John Swinney apologises for not explaining tax lapse
Finance Secretary John Swinney has apologised for not explaining to the Scottish Parliament his decision to allow the ability to vary tax to lapse.
Opposition parties are angry that Mr Swinney decided to abandon the power to raise or lower tax by 3p in the pound.
However, during an emergency debate at Holyrood, Mr Swinney told MSPs that the powers had already lapsed before the SNP came to power in 2007.
He said he had inherited a system which needed a £7m computer upgrade.
But opposition party leaders reacted furiously to Mr Swinney's comments and accused him of covering up the issue.
Rival MSPs combined their votes to pass an amended parliamentary motion accusing SNP ministers of "an abuse of power" by failing to sustain Holyrood's tax powers and misleading parliament over the issue.
After the vote, Labour, the Lib Dems and the Tories called on Holyrood's finance committee to investigate the issue and for full disclosure of all information by Mr Swinney.
The public voted for the Scottish Parliament to have tax-varying powers in a specific question which was part of the 1997 referendum on devolution, but the power has never been used by any administration.

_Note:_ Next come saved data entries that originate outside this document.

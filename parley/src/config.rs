//! Settings file loading and command-line overrides.

use std::path::Path;
use std::time::Duration;

use figment::Figment;
use figment::providers::{Format, Json};
use pchat::{ConfigError, DEFAULT_MODEL, Settings};
use pprovider::DEFAULT_REQUEST_TIMEOUT;
use serde::Deserialize;

use crate::cli::Cli;

/// Shape of the settings file. Only the `XAI` section is read.
#[derive(Debug, Clone, Default, Deserialize)]
pub struct ConfigFile {
    #[serde(rename = "XAI", default)]
    pub xai: SettingsFile,
}

#[derive(Debug, Clone, Default, Deserialize)]
#[serde(rename_all = "PascalCase", default)]
pub struct SettingsFile {
    pub api_key: Option<String>,
    pub api_url: Option<String>,
    pub model: Option<String>,
    pub max_tokens: Option<u32>,
    pub temperature: Option<f32>,
    pub system_prompt: Option<String>,
    pub models: Option<Vec<String>>,
    pub timeout_secs: Option<u64>,
}

/// Everything the binary needs before the first prompt.
#[derive(Debug, Clone)]
pub struct LoadedConfig {
    pub settings: Settings,
    /// Models offered at startup, in menu order.
    pub models: Vec<String>,
    /// Set when the model came from the command line.
    pub model_pinned: bool,
    pub timeout: Option<Duration>,
}

impl LoadedConfig {
    pub fn needs_model_selection(&self) -> bool {
        !self.model_pinned && self.models.len() > 1
    }
}

pub fn default_models() -> Vec<String> {
    vec![DEFAULT_MODEL.to_string(), "grok-3-mini".to_string()]
}

/// Reads the settings file. A file that does not exist yields an empty
/// configuration so flags and the environment can supply everything.
pub fn read_file(path: &Path) -> Result<ConfigFile, ConfigError> {
    if !path.exists() {
        tracing::debug!(
            phase = "config",
            event = "file_missing",
            path = %path.display()
        );
        return Ok(ConfigFile::default());
    }

    Figment::new()
        .merge(Json::file(path))
        .extract::<ConfigFile>()
        .map_err(|err| ConfigError::Load(format!("{}: {err}", path.display())))
}

/// Applies command-line values over file values and validates the result.
pub fn resolve(file: ConfigFile, cli: &Cli) -> Result<LoadedConfig, ConfigError> {
    let section = file.xai;

    let mut builder = Settings::builder();
    if let Some(api_key) = non_blank(&cli.api_key).or(section.api_key) {
        builder = builder.api_key(api_key);
    }
    if let Some(api_url) = non_blank(&cli.api_url).or(section.api_url) {
        builder = builder.api_url(api_url);
    }
    if let Some(model) = non_blank(&cli.model).or(section.model) {
        builder = builder.model(model);
    }
    if let Some(max_tokens) = cli.max_tokens.or(section.max_tokens) {
        builder = builder.max_tokens(max_tokens);
    }
    if let Some(temperature) = cli.temperature.or(section.temperature) {
        builder = builder.temperature(temperature);
    }
    if let Some(system_prompt) = section.system_prompt {
        builder = builder.system_prompt(system_prompt);
    }

    let settings = builder.build()?;

    let models = section
        .models
        .map(|models| {
            models
                .into_iter()
                .map(|model| model.trim().to_string())
                .filter(|model| !model.is_empty())
                .collect::<Vec<_>>()
        })
        .filter(|models| !models.is_empty())
        .unwrap_or_else(default_models);

    let timeout = match cli.timeout_secs.or(section.timeout_secs) {
        Some(0) => None,
        Some(secs) => Some(Duration::from_secs(secs)),
        None => Some(DEFAULT_REQUEST_TIMEOUT),
    };

    Ok(LoadedConfig {
        settings,
        models,
        model_pinned: non_blank(&cli.model).is_some(),
        timeout,
    })
}

/// An empty flag or environment variable counts as not given.
fn non_blank(value: &Option<String>) -> Option<String> {
    value.clone().filter(|value| !value.trim().is_empty())
}

pub fn load(cli: &Cli) -> Result<LoadedConfig, ConfigError> {
    let file = read_file(&cli.config)?;
    let loaded = resolve(file, cli)?;

    tracing::debug!(
        phase = "config",
        event = "loaded",
        api_url = loaded.settings.api_url(),
        model = loaded.settings.model(),
        max_tokens = loaded.settings.max_tokens(),
        temperature = loaded.settings.temperature(),
        catalog = loaded.models.len()
    );

    Ok(loaded)
}
use std::collections::VecDeque;
use std::sync::{Arc, Mutex};

use pchat::NO_CONTENT_PLACEHOLDER;
use pchat::prelude::*;
use pcommon::BoxFuture;
use pprovider::{
    ChatTransport, Endpoint, ProviderError, RequestBody, ResponseBody, ResponseChoice,
    ResponseMessage,
};

#[derive(Debug, Default)]
struct ScriptedTransport {
    script: Mutex<VecDeque<Result<ResponseBody, ProviderError>>>,
    requests: Mutex<Vec<RequestBody>>,
}

impl ScriptedTransport {
    fn new(script: Vec<Result<ResponseBody, ProviderError>>) -> Arc<Self> {
        Arc::new(Self {
            script: Mutex::new(script.into()),
            requests: Mutex::new(Vec::new()),
        })
    }

    fn requests(&self) -> Vec<RequestBody> {
        self.requests.lock().expect("requests lock").clone()
    }
}

impl ChatTransport for ScriptedTransport {
    fn complete<'a>(
        &'a self,
        _endpoint: Endpoint<'a>,
        request: RequestBody,
    ) -> BoxFuture<'a, Result<ResponseBody, ProviderError>> {
        Box::pin(async move {
            self.requests.lock().expect("requests lock").push(request);
            self.script
                .lock()
                .expect("script lock")
                .pop_front()
                .unwrap_or_else(|| Err(ProviderError::transport("script exhausted")))
        })
    }
}

fn reply(content: Option<&str>) -> ResponseBody {
    ResponseBody {
        choices: Some(vec![ResponseChoice {
            message: Some(ResponseMessage {
                content: content.map(str::to_string),
            }),
        }]),
        usage: None,
    }
}

fn settings() -> Settings {
    Settings::builder()
        .api_key("xai-integration")
        .model("grok-3-mini")
        .system_prompt("be brief")
        .build()
        .expect("settings should build")
}

#[tokio::test]
async fn transcript_grows_by_one_or_two_turns_per_exchange() {
    let transport = ScriptedTransport::new(vec![
        Ok(reply(Some("one"))),
        Err(ProviderError::api(503, "overloaded")),
        Ok(reply(None)),
        Err(ProviderError::parse("no choices returned")),
        Ok(reply(Some("five"))),
    ]);
    let mut session = ChatSession::new(
        "integration",
        settings(),
        ChatExchanger::new(transport.clone()),
    );

    let mut expected_len = 0;
    for (index, text) in ["a", "b", "c", "d", "e"].into_iter().enumerate() {
        let before = session.turns().len();
        let outcome = session.send(text).await;
        let growth = session.turns().len() - before;
        let system_growth = usize::from(index == 0);

        match outcome {
            Ok(_) => assert_eq!(growth, system_growth + 2),
            Err(_) => assert_eq!(growth, system_growth + 1),
        }
        expected_len += growth;
    }

    assert_eq!(session.turns().len(), expected_len);
    assert_eq!(session.turns()[0], Turn::system("be brief"));
    assert_eq!(
        session
            .turns()
            .iter()
            .filter(|turn| turn.role == Role::System)
            .count(),
        1
    );
    assert_eq!(session.turns()[5], Turn::assistant(NO_CONTENT_PLACEHOLDER));

    let requests = transport.requests();
    assert_eq!(requests.len(), 5);
    for (sent, earlier) in requests.iter().skip(1).zip(requests.iter()) {
        assert!(sent.messages.len() > earlier.messages.len());
        assert_eq!(sent.messages[..earlier.messages.len()], earlier.messages[..]);
        assert_eq!(sent.model, "grok-3-mini");
    }
}

#[tokio::test]
async fn session_reset_starts_a_fresh_transcript() {
    let transport = ScriptedTransport::new(vec![
        Ok(reply(Some("before"))),
        Ok(reply(Some("after"))),
    ]);
    let mut session = ChatSession::new(
        SessionId::new("reset"),
        settings(),
        ChatExchanger::new(transport.clone()),
    );

    session.send("first").await.expect("exchange should succeed");
    assert_eq!(session.turns().len(), 3);

    session.reset();
    assert!(session.store().is_empty());

    let reply = session
        .send("second")
        .await
        .expect("exchange should succeed");
    assert_eq!(reply, "after");

    let last_request = transport.requests().pop().expect("request recorded");
    let sent = last_request
        .messages
        .iter()
        .map(|message| message.content.as_str())
        .collect::<Vec<_>>();
    assert_eq!(sent, vec!["be brief", "second"]);
    assert_eq!(session.id().as_str(), "reset");
    assert_eq!(session.model(), "grok-3-mini");
}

However, it emerged last week that the Scottish government had declined to pay £7m to HM Revenue and Customs (HMRC) to upgrade its IT systems.

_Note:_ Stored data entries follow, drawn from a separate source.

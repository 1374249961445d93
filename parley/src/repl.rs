//! Interactive loop: reads lines, dispatches commands, prints replies.

use std::time::Duration;

use colored::Colorize;
use indicatif::{ProgressBar, ProgressStyle};
use pchat::{ChatSession, ExchangeError};
use rustyline::DefaultEditor;
use rustyline::error::ReadlineError;

const PROMPT: &str = "> ";
const THINKING: &str = "回應中...";

/// What a line of input asks for.
#[derive(Debug, Clone, PartialEq, Eq)]
pub enum Command {
    Exit,
    Clear,
    Empty,
    Message(String),
}

/// Commands match the whole trimmed line, ignoring ASCII case. Anything else
/// is a message, sent as typed.
pub fn parse_command(line: &str) -> Command {
    let trimmed = line.trim();
    if trimmed.is_empty() {
        return Command::Empty;
    }

    if trimmed.eq_ignore_ascii_case("exit") || trimmed.eq_ignore_ascii_case("quit") {
        Command::Exit
    } else if trimmed.eq_ignore_ascii_case("clear") || trimmed == "重新開始" {
        Command::Clear
    } else {
        Command::Message(line.to_string())
    }
}

/// Maps a 1-based menu answer to a catalog entry.
pub fn parse_model_choice<'a>(input: &str, models: &'a [String]) -> Option<&'a str> {
    let index = input.trim().parse::<usize>().ok()?;
    index
        .checked_sub(1)
        .and_then(|index| models.get(index))
        .map(String::as_str)
}

/// User-facing wording for a failed exchange. Library error text stays in
/// English for logs.
pub fn describe_error(error: &ExchangeError) -> String {
    match error {
        ExchangeError::Api { status, body } => format!("API 請求失敗：{status} - {body}"),
        ExchangeError::Transport {
            message,
            timed_out: true,
        } => format!("請求逾時：{message}"),
        ExchangeError::Transport { message, .. } => format!("無法連線到伺服器：{message}"),
        ExchangeError::Parse(message) => format!("無法解析 API 回應：{message}"),
        ExchangeError::InvalidRequest(message) => format!("無效的請求：{message}"),
    }
}

/// Asks which model to use until a valid number is entered. `None` means the
/// user closed input before choosing.
pub fn select_model(
    editor: &mut DefaultEditor,
    models: &[String],
) -> rustyline::Result<Option<String>> {
    println!();
    println!("請選擇使用的模型：");
    for (index, model) in models.iter().enumerate() {
        println!("({}) {model}", index + 1);
    }

    let prompt = format!("請輸入選項 (1 到 {})：", models.len());
    loop {
        match editor.readline(&prompt) {
            Ok(answer) => match parse_model_choice(&answer, models) {
                Some(model) => {
                    println!("已選擇：{model}");
                    println!();
                    return Ok(Some(model.to_string()));
                }
                None => println!(
                    "{}",
                    format!("無效的選項，請輸入 1 到 {}", models.len()).red()
                ),
            },
            Err(ReadlineError::Interrupted) => continue,
            Err(ReadlineError::Eof) => return Ok(None),
            Err(err) => return Err(err),
        }
    }
}

pub struct ChatRepl {
    editor: DefaultEditor,
    session: ChatSession,
}

impl ChatRepl {
    pub fn new(editor: DefaultEditor, session: ChatSession) -> Self {
        Self { editor, session }
    }

    pub async fn run(&mut self) -> rustyline::Result<()> {
        self.print_welcome();

        loop {
            let line = match self.editor.readline(PROMPT) {
                Ok(line) => line,
                Err(ReadlineError::Interrupted) => {
                    println!("^C");
                    continue;
                }
                Err(ReadlineError::Eof) => {
                    println!("再見！");
                    break;
                }
                Err(err) => return Err(err),
            };

            match parse_command(&line) {
                Command::Empty => continue,
                Command::Exit => {
                    println!("再見！");
                    break;
                }
                Command::Clear => {
                    self.session.reset();
                    println!("{}", "對話歷史已清除，重新開始新的對話。".green());
                    println!();
                }
                Command::Message(text) => {
                    let _ = self.editor.add_history_entry(text.as_str());
                    self.exchange(&text).await;
                }
            }
        }

        tracing::info!(
            phase = "session",
            event = "closed",
            session_id = %self.session.id(),
            turns = self.session.turns().len()
        );
        Ok(())
    }

    fn print_welcome(&self) {
        println!("=== 對話助手 (使用模型: {}) ===", self.session.model());
        println!("輸入 'exit' 或 'quit' 來結束程式");
        println!("輸入 'clear' 或 '重新開始' 來清除對話歷史");
        println!();
    }

    async fn exchange(&mut self, text: &str) {
        println!("{}", text.dimmed());

        let spinner = thinking_spinner();
        let outcome = self.session.send(text).await;
        spinner.finish_and_clear();

        match outcome {
            Ok(reply) => println!("{}", reply.yellow()),
            Err(err) => println!("{}", format!("錯誤：{}", describe_error(&err)).red()),
        }
        println!();
    }
}

fn thinking_spinner() -> ProgressBar {
    let spinner = ProgressBar::new_spinner();
    if let Ok(style) = ProgressStyle::with_template("{spinner} {msg}") {
        spinner.set_style(style);
    }
    spinner.set_message(THINKING.dimmed().to_string());
    spinner.enable_steady_tick(Duration::from_millis(100));
    spinner
}

#[cfg(test)]
mod tests {
    use pchat::ExchangeError;

    use super::{Command, describe_error, parse_command, parse_model_choice};

    #[test]
    fn commands_ignore_case_and_surrounding_space() {
        assert_eq!(parse_command("exit"), Command::Exit);
        assert_eq!(parse_command("  QUIT "), Command::Exit);
        assert_eq!(parse_command("Clear"), Command::Clear);
        assert_eq!(parse_command("重新開始"), Command::Clear);
        assert_eq!(parse_command(" 重新開始\t"), Command::Clear);
    }

    #[test]
    fn blank_lines_are_empty() {
        assert_eq!(parse_command(""), Command::Empty);
        assert_eq!(parse_command("   \t"), Command::Empty);
    }

    #[test]
    fn everything_else_is_a_message() {
        assert_eq!(
            parse_command("exit now"),
            Command::Message("exit now".to_string())
        );
        assert_eq!(
            parse_command("請問台北天氣？"),
            Command::Message("請問台北天氣？".to_string())
        );
    }

    #[test]
    fn model_choice_is_one_based_and_bounded() {
        let models = vec!["grok-3".to_string(), "grok-3-mini".to_string()];

        assert_eq!(parse_model_choice("1", &models), Some("grok-3"));
        assert_eq!(parse_model_choice(" 2 ", &models), Some("grok-3-mini"));
        assert_eq!(parse_model_choice("0", &models), None);
        assert_eq!(parse_model_choice("3", &models), None);
        assert_eq!(parse_model_choice("grok-3", &models), None);
        assert_eq!(parse_model_choice("", &models), None);
    }

    #[test]
    fn errors_are_described_in_traditional_chinese() {
        let api = ExchangeError::Api {
            status: 401,
            body: "invalid key".to_string(),
        };
        assert_eq!(describe_error(&api), "API 請求失敗：401 - invalid key");

        let timeout = ExchangeError::Transport {
            message: "deadline".to_string(),
            timed_out: true,
        };
        assert_eq!(describe_error(&timeout), "請求逾時：deadline");

        let refused = ExchangeError::Transport {
            message: "connection refused".to_string(),
            timed_out: false,
        };
        assert_eq!(describe_error(&refused), "無法連線到伺服器：connection refused");

        let parse = ExchangeError::Parse("no choices returned".to_string());
        assert_eq!(describe_error(&parse), "無法解析 API 回應：no choices returned");
    }
}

This meant the ability to use the Scottish Variable Rate (SVR) had lapsed and it now could not be made available for at least another two years.
It subsequently emerged when the SNP administration had refused from 2007 to pay a fee for the upkeep of the IT system.
Mr Swinney told MSPs he had been informed when he entered government that it would take two years to invoke the SVR.
He said the SNP administration "did not inherit a functional IT system capable of delivering the tax power at 10 months' notice".
Mr Swinney added: "The £50,000 a year paid by the previous (Labour-Lib Dem) Scottish Executive kept the database of taxpayers up to date but not the IT system; that would have cost the Scottish taxpayer millions to get back to a condition where it was usable on a 10-month state of readiness."
In August this year Mr Swinney told HMRC he was not going to pay £7m to upgrade the computer system which would allow the tax-varying power to be activated.
The finance secretary said he entered into a discussions with Revenue and Customs, whereby the tartan tax could be held in a 10-month state of readiness, incurring costs of only £1.2m and allowing the power to be used after the next election.
But Mr Swinney said the move had not progressed quickly enough.
He added: "To be clear, HMRC were asking for an additional £7m to re-establish an IT system that had already cost £12m.
"So the same HMRC who have just messed up the tax accounts of 10 million people wanted the Scottish people to fork out millions more to upgrade their computer system.
"I took the view that, in the current spending environment, paying out £7m required further consideration."
On providing information to parliament, Mr Swinney said he could have explained the issues at an earlier date, including after the decision on 20 August, but accepted he had made "wrong judgements".
"I've tried helpfully to resolve the difficulties that parliament faces on this question," said the finance secretary.
"I have apologised to parliament for the fact that I did not share information with parliament in a fashion that I should have.
"I have learned the lesson of that and I hope that is accepted by parliament today."
Mr Swinney's apology came in his concluding remarks in the heated debate, which he opened by expressing "regret" over the problems.
Scottish Labour leader Iain Gray had earlier said Mr Swinney "must apologise fully or he must consider his position".
"That he conspired to hide that decision from this parliament and from Scotland is unforgivable," said Mr Gray.
"The explanation he has given today is disingenuous and the apology he has given is grudging and also unacceptable."
Scottish Tory leader Annabel Goldie added: "No minority party in this parliament of minorities has the right to shackle the other parties.
"To neuter the ability of the next parliament to exercise its rights under the Scotland Act is a betrayal of democracy."
Scottish Liberal Democrat leader Tavish Scott asked: "Has the parliament been misled? Yes. Has the finance secretary had 110 separate occasions to say what's going on? Yes.
"Has our minority nationalist government misled parliament? Yes. Has the SNP treated the people of Scotland, who gave this power to this parliament with contempt? Yes they have."
The Greens' Patrick Harvie said: "The Scottish government, the current Scottish government, soon after coming to power in 2007, understood very clearly that this situation was developing and was not being resolved."
The MSP asked: "Why wasn't I told as a member of this parliament at that time?"